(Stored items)

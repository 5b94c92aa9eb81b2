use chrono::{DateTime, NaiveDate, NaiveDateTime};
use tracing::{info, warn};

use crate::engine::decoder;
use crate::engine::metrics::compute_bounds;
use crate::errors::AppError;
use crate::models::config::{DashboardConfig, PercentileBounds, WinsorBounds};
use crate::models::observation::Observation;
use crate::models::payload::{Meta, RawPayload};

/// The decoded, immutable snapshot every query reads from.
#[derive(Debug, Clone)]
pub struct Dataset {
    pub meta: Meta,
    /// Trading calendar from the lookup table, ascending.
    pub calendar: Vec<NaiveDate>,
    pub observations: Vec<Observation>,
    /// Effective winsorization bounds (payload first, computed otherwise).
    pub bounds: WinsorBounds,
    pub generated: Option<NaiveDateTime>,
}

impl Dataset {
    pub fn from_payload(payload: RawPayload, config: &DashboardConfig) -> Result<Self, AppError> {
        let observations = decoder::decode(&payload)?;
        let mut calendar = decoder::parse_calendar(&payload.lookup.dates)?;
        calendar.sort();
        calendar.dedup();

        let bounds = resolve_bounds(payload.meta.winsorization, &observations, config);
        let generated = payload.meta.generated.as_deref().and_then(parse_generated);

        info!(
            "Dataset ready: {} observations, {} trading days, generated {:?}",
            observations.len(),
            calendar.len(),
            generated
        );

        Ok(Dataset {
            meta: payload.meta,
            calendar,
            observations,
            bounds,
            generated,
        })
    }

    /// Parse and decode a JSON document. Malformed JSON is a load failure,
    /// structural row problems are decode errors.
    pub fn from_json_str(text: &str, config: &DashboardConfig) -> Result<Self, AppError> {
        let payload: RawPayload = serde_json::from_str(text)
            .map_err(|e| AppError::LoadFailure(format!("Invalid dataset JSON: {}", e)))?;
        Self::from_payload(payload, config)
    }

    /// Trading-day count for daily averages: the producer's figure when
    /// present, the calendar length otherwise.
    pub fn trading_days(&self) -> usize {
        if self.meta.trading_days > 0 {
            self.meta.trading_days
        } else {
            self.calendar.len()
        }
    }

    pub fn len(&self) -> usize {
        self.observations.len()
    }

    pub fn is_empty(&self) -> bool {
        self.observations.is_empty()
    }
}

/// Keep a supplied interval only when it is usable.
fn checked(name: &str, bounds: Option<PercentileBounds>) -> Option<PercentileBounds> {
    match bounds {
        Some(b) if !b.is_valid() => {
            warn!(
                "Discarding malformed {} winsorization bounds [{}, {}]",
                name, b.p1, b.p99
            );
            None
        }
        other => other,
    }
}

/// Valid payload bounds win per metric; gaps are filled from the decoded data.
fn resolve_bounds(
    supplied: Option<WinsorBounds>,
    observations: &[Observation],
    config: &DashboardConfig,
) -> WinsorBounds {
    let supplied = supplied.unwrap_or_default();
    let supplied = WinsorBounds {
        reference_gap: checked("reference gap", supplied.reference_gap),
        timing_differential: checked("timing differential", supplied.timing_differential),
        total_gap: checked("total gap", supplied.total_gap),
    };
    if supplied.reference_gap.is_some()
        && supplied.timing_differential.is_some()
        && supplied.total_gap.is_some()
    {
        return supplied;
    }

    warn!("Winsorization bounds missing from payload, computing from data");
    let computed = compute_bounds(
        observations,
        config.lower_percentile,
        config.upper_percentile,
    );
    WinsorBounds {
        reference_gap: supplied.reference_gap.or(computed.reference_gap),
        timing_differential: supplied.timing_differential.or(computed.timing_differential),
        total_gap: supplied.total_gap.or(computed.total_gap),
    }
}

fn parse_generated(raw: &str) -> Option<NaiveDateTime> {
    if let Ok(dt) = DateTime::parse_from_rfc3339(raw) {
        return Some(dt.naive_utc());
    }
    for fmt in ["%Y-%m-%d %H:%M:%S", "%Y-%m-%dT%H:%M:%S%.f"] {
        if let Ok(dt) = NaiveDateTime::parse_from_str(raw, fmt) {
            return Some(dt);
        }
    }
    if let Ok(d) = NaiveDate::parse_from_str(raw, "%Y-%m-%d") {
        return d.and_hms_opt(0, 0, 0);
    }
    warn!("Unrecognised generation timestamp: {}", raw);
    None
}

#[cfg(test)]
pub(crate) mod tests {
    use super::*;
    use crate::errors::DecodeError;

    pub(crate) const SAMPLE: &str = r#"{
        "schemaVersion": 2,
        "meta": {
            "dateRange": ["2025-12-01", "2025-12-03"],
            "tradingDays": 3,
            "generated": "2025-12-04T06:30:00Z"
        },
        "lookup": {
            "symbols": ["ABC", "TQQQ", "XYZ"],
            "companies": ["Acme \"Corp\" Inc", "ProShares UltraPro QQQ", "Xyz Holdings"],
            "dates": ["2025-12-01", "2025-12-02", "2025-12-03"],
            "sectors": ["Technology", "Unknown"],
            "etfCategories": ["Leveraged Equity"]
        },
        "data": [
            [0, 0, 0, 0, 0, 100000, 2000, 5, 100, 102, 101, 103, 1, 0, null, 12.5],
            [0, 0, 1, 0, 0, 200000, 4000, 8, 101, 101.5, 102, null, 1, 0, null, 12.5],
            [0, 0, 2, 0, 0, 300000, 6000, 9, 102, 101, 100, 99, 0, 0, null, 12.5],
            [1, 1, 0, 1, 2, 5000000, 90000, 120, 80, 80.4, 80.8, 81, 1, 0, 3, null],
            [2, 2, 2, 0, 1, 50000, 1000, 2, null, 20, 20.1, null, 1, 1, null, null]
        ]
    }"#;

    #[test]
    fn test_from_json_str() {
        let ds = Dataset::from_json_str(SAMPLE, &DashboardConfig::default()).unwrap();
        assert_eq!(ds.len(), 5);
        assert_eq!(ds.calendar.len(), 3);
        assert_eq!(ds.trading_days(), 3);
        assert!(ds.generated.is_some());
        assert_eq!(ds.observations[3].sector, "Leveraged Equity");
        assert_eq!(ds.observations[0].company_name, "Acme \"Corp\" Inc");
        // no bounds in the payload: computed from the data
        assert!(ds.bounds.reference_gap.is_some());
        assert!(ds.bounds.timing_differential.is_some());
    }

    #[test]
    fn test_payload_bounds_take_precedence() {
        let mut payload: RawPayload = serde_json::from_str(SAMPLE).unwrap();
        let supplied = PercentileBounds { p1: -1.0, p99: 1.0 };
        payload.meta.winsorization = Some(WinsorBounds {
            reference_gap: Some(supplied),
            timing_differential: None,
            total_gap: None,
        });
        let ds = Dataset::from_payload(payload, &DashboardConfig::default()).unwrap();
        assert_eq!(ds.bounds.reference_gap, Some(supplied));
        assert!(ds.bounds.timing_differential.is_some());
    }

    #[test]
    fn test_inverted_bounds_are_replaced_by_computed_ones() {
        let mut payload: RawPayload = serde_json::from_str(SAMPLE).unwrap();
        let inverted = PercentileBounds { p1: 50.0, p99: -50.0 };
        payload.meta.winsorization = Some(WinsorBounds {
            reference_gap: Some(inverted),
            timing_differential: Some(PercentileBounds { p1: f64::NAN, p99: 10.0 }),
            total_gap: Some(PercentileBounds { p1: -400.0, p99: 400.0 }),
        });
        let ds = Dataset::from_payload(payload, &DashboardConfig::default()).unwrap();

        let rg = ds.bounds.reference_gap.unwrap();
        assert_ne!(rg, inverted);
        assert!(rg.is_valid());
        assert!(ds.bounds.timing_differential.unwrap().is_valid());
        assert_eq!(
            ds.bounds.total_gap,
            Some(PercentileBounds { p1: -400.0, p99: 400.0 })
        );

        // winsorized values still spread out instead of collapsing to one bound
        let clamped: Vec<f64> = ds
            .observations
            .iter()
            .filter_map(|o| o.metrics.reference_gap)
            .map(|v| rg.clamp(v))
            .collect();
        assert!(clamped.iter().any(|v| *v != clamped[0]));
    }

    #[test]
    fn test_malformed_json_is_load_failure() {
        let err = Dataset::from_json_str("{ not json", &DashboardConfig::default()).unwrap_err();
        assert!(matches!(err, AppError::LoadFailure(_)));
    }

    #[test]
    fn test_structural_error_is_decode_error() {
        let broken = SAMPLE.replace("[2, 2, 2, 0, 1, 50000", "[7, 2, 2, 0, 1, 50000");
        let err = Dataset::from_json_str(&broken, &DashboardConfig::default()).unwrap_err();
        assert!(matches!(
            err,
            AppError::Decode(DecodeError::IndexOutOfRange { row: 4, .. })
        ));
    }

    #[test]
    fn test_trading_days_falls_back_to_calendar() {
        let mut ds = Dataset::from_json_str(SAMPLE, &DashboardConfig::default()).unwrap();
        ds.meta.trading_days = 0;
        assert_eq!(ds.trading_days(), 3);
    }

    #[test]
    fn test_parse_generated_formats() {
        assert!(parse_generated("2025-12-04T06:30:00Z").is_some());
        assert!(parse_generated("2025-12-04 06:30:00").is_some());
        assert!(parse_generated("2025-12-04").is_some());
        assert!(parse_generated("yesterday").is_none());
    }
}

- **Task statement**
Whenever a line in the records contains the word "NaiveDateTime", copy that line.

- **Solved exercise**
use chrono::{DateTime, NaiveDate, NaiveDateTime};
    pub generated: Option<NaiveDateTime>,
fn parse_generated(raw: &str) -> Option<NaiveDateTime> {
        if let Ok(dt) = NaiveDateTime::parse_from_str(raw, fmt) {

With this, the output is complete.